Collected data

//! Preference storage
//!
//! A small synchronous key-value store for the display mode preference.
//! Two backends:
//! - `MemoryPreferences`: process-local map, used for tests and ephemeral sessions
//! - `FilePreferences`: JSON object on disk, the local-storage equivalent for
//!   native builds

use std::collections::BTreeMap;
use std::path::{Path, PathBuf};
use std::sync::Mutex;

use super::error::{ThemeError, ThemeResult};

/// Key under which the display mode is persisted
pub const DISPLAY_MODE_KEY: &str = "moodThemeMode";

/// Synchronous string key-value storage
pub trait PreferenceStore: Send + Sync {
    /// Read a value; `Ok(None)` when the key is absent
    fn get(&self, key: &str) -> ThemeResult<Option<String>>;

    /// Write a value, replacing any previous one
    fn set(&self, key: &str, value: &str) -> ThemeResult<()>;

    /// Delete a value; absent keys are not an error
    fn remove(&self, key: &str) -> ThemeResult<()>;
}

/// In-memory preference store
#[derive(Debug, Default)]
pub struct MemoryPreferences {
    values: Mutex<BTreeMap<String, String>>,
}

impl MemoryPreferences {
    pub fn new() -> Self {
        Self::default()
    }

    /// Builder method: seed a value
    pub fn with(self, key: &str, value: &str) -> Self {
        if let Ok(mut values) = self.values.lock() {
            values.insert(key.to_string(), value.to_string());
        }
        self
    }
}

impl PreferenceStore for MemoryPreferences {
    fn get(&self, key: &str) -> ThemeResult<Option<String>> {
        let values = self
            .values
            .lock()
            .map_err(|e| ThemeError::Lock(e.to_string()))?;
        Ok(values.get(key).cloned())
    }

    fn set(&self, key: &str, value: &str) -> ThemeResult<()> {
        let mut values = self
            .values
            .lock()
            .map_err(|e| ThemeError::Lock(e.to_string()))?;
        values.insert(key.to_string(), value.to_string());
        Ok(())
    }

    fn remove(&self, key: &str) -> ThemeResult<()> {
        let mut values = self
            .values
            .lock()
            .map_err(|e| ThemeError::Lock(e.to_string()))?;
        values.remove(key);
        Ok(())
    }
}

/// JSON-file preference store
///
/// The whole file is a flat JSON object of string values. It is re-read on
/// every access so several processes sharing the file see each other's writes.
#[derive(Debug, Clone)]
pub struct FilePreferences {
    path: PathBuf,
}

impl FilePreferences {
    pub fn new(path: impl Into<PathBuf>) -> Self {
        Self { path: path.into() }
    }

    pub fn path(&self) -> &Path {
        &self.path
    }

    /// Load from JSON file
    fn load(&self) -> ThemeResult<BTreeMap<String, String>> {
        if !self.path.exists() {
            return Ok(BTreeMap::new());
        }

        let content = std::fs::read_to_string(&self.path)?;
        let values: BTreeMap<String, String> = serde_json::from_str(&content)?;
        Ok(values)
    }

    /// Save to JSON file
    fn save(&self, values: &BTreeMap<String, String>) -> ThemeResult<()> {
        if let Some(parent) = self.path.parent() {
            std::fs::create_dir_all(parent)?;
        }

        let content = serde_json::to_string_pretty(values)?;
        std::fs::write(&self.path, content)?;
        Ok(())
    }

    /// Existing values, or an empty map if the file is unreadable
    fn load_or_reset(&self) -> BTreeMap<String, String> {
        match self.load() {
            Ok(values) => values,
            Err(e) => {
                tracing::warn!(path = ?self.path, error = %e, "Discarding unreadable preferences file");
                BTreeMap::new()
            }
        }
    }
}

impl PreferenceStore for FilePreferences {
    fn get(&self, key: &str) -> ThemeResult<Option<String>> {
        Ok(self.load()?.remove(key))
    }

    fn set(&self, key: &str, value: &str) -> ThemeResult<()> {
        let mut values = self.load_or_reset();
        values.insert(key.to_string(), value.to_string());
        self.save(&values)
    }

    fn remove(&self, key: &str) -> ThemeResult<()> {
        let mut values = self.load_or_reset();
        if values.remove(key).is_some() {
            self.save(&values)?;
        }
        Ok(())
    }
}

* [Your task]
Would you show every line in the data above that contains the string "remove"?

* [Solved exercise]
    fn remove(&self, key: &str) -> ThemeResult<()>;
    fn remove(&self, key: &str) -> ThemeResult<()> {
        values.remove(key);
        Ok(self.load()?.remove(key))
    fn remove(&self, key: &str) -> ThemeResult<()> {
        if values.remove(key).is_some() {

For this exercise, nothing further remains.